Tricia Dyer of All America Threaded Products agreed that domestic steel mills are upping prices “because they can.”

Panelists doubted steel tariffs will change the fastener industry.

“Nuts aren’t made here and they are not going to be,” Longyear observed. The exception would be special production runs.

Longyear, a 46-year veteran of the fastener industry described doing business in the 2018 economy: “If you can run fast, you can make the sale.”

“There was no ‘online,’” Longyear recalled of his start in the industry in 1972 with Metric & Multistandard. It was long before faxing too, he added.

“Nobody had computers. You ran back and forth in warehouse and physically looked at shelves for inventory.”

Longyear recalled there were only three companies selling metric fasteners when he started: Zelenda, Veteran Tool & Supply and Metric & Multistandard. All three were New York based. Metric was a niche industry with 80% of sales to end users.

“Distributors didn’t want to touch metrics,” Longyear explained. Today distributors “can’t not sell metrics.”

Nor was there an not-so-many years ago. “Everybody is affected,” declared Davis, who is with manufacturer BTM and distributor ISSCO Inc. It makes traditional fastener distributors a “niche business.” It is increasingly easy for commodity buyers to just go online and click to buy, Davis said.

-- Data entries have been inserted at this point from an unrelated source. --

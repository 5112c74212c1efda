//! create-infographic: turn a source document into infographic-ready content.
//!
//! Drives the notebook tool (and optionally a visual renderer) to produce
//! timelines, mindmaps, briefings, FAQs, outlines, audio and visuals.

mod commands;

use clap::Parser;
use color_eyre::eyre::Result;

use commands::Cli;

#[tokio::main]
async fn main() -> Result<()> {
    color_eyre::install()?;
    let cli = Cli::parse();
    commands::init_tracing(&cli);
    commands::run(cli).await
}
//! Core domain types: remote identifiers, task descriptors and artifacts.

use std::path::PathBuf;

use serde::{Deserialize, Serialize};

/// Index document written at the end of every run.
pub const INDEX_FILE: &str = "00-index.md";

/// File holding the notebook ID, written right after creation.
pub const NOTEBOOK_ID_FILE: &str = "notebook-id.txt";

/// File holding the source ID, written right after registration.
pub const SOURCE_ID_FILE: &str = "source-id.txt";

/// Parent directory (inside the output directory) for rendered visuals.
pub const VISUALS_DIR: &str = "visuals";

/// Rendering mode that selects the slide-deck renderer.
pub const SLIDE_MODE: &str = "slide";

/// File extensions recognised as rendered visual output.
pub const VISUAL_EXTENSIONS: &[&str] = &["svg", "png", "pdf", "pptx", "html"];

// ---------------------------------------------------------------------------
// Identifiers
// ---------------------------------------------------------------------------

/// Opaque identifier of a remote notebook, as returned by the tool.
#[derive(Debug, Clone, PartialEq, Eq, Hash, Serialize, Deserialize)]
#[serde(transparent)]
pub struct NotebookId(String);

/// Opaque identifier of a source registered with a notebook.
#[derive(Debug, Clone, PartialEq, Eq, Hash, Serialize, Deserialize)]
#[serde(transparent)]
pub struct SourceId(String);

macro_rules! opaque_id {
    ($ty:ident) => {
        impl $ty {
            /// Wrap a raw identifier string.
            pub fn new(raw: impl Into<String>) -> Self {
                Self(raw.into())
            }

            /// Borrow the raw identifier.
            pub fn as_str(&self) -> &str {
                &self.0
            }
        }

        impl std::fmt::Display for $ty {
            fn fmt(&self, f: &mut std::fmt::Formatter<'_>) -> std::fmt::Result {
                f.write_str(&self.0)
            }
        }

        impl AsRef<str> for $ty {
            fn as_ref(&self) -> &str {
                &self.0
            }
        }
    };
}

opaque_id!(NotebookId);
opaque_id!(SourceId);

// ---------------------------------------------------------------------------
// Task descriptors
// ---------------------------------------------------------------------------

/// One content generation step against the notebook.
#[derive(Debug, Clone, Copy, PartialEq, Eq)]
pub struct GenerationTask {
    /// Output file name inside the output directory.
    pub filename: &'static str,
    /// Tool subcommand producing the content.
    pub subcommand: &'static str,
    /// Human description used in progress and warnings.
    pub description: &'static str,
    /// Short label used in the index table.
    pub label: &'static str,
    /// Suggested infographic use, shown in the index table.
    pub usage: &'static str,
    /// Whether the source ID is passed after the notebook ID.
    pub needs_source: bool,
}

/// Content generation steps, in execution order.
pub const GENERATION_TASKS: [GenerationTask; 6] = [
    GenerationTask {
        filename: "01-overview-guide.md",
        subcommand: "generate-guide",
        description: "Structured overview guide",
        label: "Study guide",
        usage: "Content backbone",
        needs_source: false,
    },
    GenerationTask {
        filename: "02-timeline.md",
        subcommand: "timeline",
        description: "Investment process timeline",
        label: "Process timeline",
        usage: "Timeline / Gantt chart",
        needs_source: true,
    },
    GenerationTask {
        filename: "03-mindmap.md",
        subcommand: "mindmap",
        description: "Interactive process mindmap",
        label: "Mindmap",
        usage: "Radial process diagram",
        needs_source: true,
    },
    GenerationTask {
        filename: "04-briefing-doc.md",
        subcommand: "briefing-doc",
        description: "Executive briefing document",
        label: "Executive briefing",
        usage: "One-page dashboard",
        needs_source: true,
    },
    GenerationTask {
        filename: "05-faq.md",
        subcommand: "faq",
        description: "Frequently asked questions",
        label: "FAQ",
        usage: "Sidebar / callout boxes",
        needs_source: true,
    },
    GenerationTask {
        filename: "06-outline.md",
        subcommand: "outline",
        description: "Detailed content outline",
        label: "Content outline",
        usage: "Hierarchical structure",
        needs_source: true,
    },
];

/// One visual rendering step over an already generated artifact.
#[derive(Debug, Clone, Copy, PartialEq, Eq)]
pub struct RenderingTask {
    /// Content file (inside the output directory) used as renderer input.
    pub input: &'static str,
    /// Renderer mode; [`SLIDE_MODE`] selects the slide renderer, anything
    /// else is passed to the figure renderer as the graph type.
    pub mode: &'static str,
    /// Subdirectory of `visuals/` receiving the output.
    pub subdir: &'static str,
    /// Human description used in progress and warnings.
    pub description: &'static str,
}

impl RenderingTask {
    pub fn is_slides(&self) -> bool {
        self.mode == SLIDE_MODE
    }
}

/// Visual rendering steps, in execution order.
pub const RENDERING_TASKS: [RenderingTask; 3] = [
    RenderingTask {
        input: "02-timeline.md",
        mode: "roadmap",
        subdir: "roadmap",
        description: "Timeline roadmap diagram",
    },
    RenderingTask {
        input: "03-mindmap.md",
        mode: "architecture",
        subdir: "architecture",
        description: "Mindmap architecture diagram",
    },
    RenderingTask {
        input: "04-briefing-doc.md",
        mode: SLIDE_MODE,
        subdir: "slides",
        description: "Briefing slide deck",
    },
];

// ---------------------------------------------------------------------------
// Artifacts
// ---------------------------------------------------------------------------

/// A file found under the output directory after a run.
#[derive(Debug, Clone, PartialEq, Eq, Serialize, Deserialize)]
pub struct OutputArtifact {
    /// Path relative to the output directory (e.g. `visuals/slides/deck.pptx`).
    pub name: String,
    /// Full path on disk.
    pub path: PathBuf,
    /// Size in bytes.
    pub size_bytes: u64,
}
//! Output directory helpers: atomic writes and artifact enumeration.

use std::path::{Path, PathBuf};

use tracing::debug;

use infographic_shared::{InfographicError, OutputArtifact, Result, VISUAL_EXTENSIONS, VISUALS_DIR};

/// Write `content` to `path`, replacing any previous file of the same name.
///
/// The content goes to a hidden temp file in the same directory first and is
/// then renamed over the target.
pub fn write_text(path: &Path, content: &str) -> Result<()> {
    let dir = path
        .parent()
        .filter(|p| !p.as_os_str().is_empty())
        .unwrap_or_else(|| Path::new("."));
    let file_name = path
        .file_name()
        .ok_or_else(|| InfographicError::config(format!("not a file path: {}", path.display())))?;
    let temp = dir.join(format!(".{}.tmp", file_name.to_string_lossy()));

    if let Err(e) = std::fs::write(&temp, content) {
        std::fs::remove_file(&temp).ok();
        return Err(InfographicError::io(&temp, e));
    }
    if let Err(e) = std::fs::rename(&temp, path) {
        std::fs::remove_file(&temp).ok();
        return Err(InfographicError::io(path, e));
    }

    debug!(path = %path.display(), size = content.len(), "wrote artifact");
    Ok(())
}

/// True when `path` is a regular file with at least one byte.
pub fn is_non_empty_file(path: &Path) -> bool {
    std::fs::metadata(path)
        .map(|m| m.is_file() && m.len() > 0)
        .unwrap_or(false)
}

/// Markdown files directly inside the output directory, sorted by name.
pub fn content_artifacts(output_dir: &Path) -> Result<Vec<OutputArtifact>> {
    let mut found = Vec::new();
    let entries = std::fs::read_dir(output_dir).map_err(|e| InfographicError::io(output_dir, e))?;

    for entry in entries {
        let entry = entry.map_err(|e| InfographicError::io(output_dir, e))?;
        let path = entry.path();
        if path.is_file() && has_extension(&path, &["md"]) {
            found.push(describe(output_dir, path)?);
        }
    }

    found.sort_by(|a, b| a.name.cmp(&b.name));
    Ok(found)
}

/// Rendered files anywhere under `visuals/`, sorted by relative path.
///
/// Returns an empty list when nothing was rendered.
pub fn visual_artifacts(output_dir: &Path) -> Result<Vec<OutputArtifact>> {
    let root = output_dir.join(VISUALS_DIR);
    if !root.is_dir() {
        return Ok(Vec::new());
    }

    let mut found = Vec::new();
    let mut pending: Vec<PathBuf> = vec![root];

    while let Some(dir) = pending.pop() {
        let entries = std::fs::read_dir(&dir).map_err(|e| InfographicError::io(&dir, e))?;
        for entry in entries {
            let entry = entry.map_err(|e| InfographicError::io(&dir, e))?;
            let path = entry.path();
            if path.is_dir() {
                pending.push(path);
            } else if has_extension(&path, VISUAL_EXTENSIONS) {
                found.push(describe(output_dir, path)?);
            }
        }
    }

    found.sort_by(|a, b| a.name.cmp(&b.name));
    Ok(found)
}

fn has_extension(path: &Path, extensions: &[&str]) -> bool {
    path.extension()
        .and_then(|e| e.to_str())
        .is_some_and(|e| extensions.iter().any(|want| e.eq_ignore_ascii_case(want)))
}

fn describe(output_dir: &Path, path: PathBuf) -> Result<OutputArtifact> {
    let size_bytes = std::fs::metadata(&path)
        .map_err(|e| InfographicError::io(&path, e))?
        .len();
    let name = path
        .strip_prefix(output_dir)
        .unwrap_or(&path)
        .components()
        .map(|c| c.as_os_str().to_string_lossy())
        .collect::<Vec<_>>()
        .join("/");

    Ok(OutputArtifact {
        name,
        path,
        size_bytes,
    })
}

However, Dyer finds that contractors have not moved en masse to Amazon and remain buyers from distributors.

• Tips to attract millennials include offering more than a job. “People want growth,” Dyer said.

“Does your company have a plan for the future?” Longyear asked. “This is not a glamour industry even though it holds the world together.”

“It is easy to get stagnant,” Davis warned.

Each generation is new, Davis observed. There were Baby Boomers (1945-1964), GenXers (1965-1980) and now Millennials (1981-1996) in the workforce.

“Everyone was a new generation,” Davis noted.

Millennials are so computer data oriented, Dyer observed. Today customers can see what time thread is being cut on what machine, she pointed out.

That customers can look at inventory online “makes you a better salesperson,” Longyear suggested.

It means companies need to keep up with their websites. Longyear, noting he may be the oldest manager in the room, said he pushed for an upcoming Metric & Multistandard website.

Your position on a Google search is vital, Longyear said. Customers “will never get down to twentieth.”

• Baron Yarborough of Spring Bolt & Nut Manufacturing mentioned the fast growth of online ordering. It wasn’t many years ago when his predecessor, Tim Malone, told him he doesn’t need emails because orders come in over the fax machine.

• Acquisitions will continue to be a part of fastener life. Davis said the “easiest way to beat the competition may be to buy them.”

Recalling the ‘Mom & Pop’ history of the industry, Davis advised distributors ”we just have to pivot” to stay in business. An advantage of consolidation is that “the fear of consolidation should make us better.”

Dyer noted that some smaller companies that are not doing well may be improved by acquisition.

Longyear noted not just companies have been changed by acquisitions. Associations feel the difference too. Longyear, a longtime SFA board leader, recalled there were more than 100 distribution companies a generation ago.

“People who remain independent want to be,” Longyear noted. “They’ve had offers.”

• There is still a role for personal sales, the panelists agreed.

“People still buy from people,” Dyer observed, though she acknowledged the Internet and other factors are decreasing “brand loyalty.”

“I’m a business relations guy,” Davis declared. “Get in front of people and build relationships.”

By getting out to industry events, “You can get great connections,” Yarborough said.

• Today’s biggest challenge is “educating those new to the industry,” Dyer said. She advocated sending new employees to Fastener Training Institute courses.

Taking FTI courses “opened my eyes as to what fasteners are.” Before they were just products in boxes, she acknowledged.

Have new employees go see manufacturing and plating facilities so they understand fasteners, Dyer urged.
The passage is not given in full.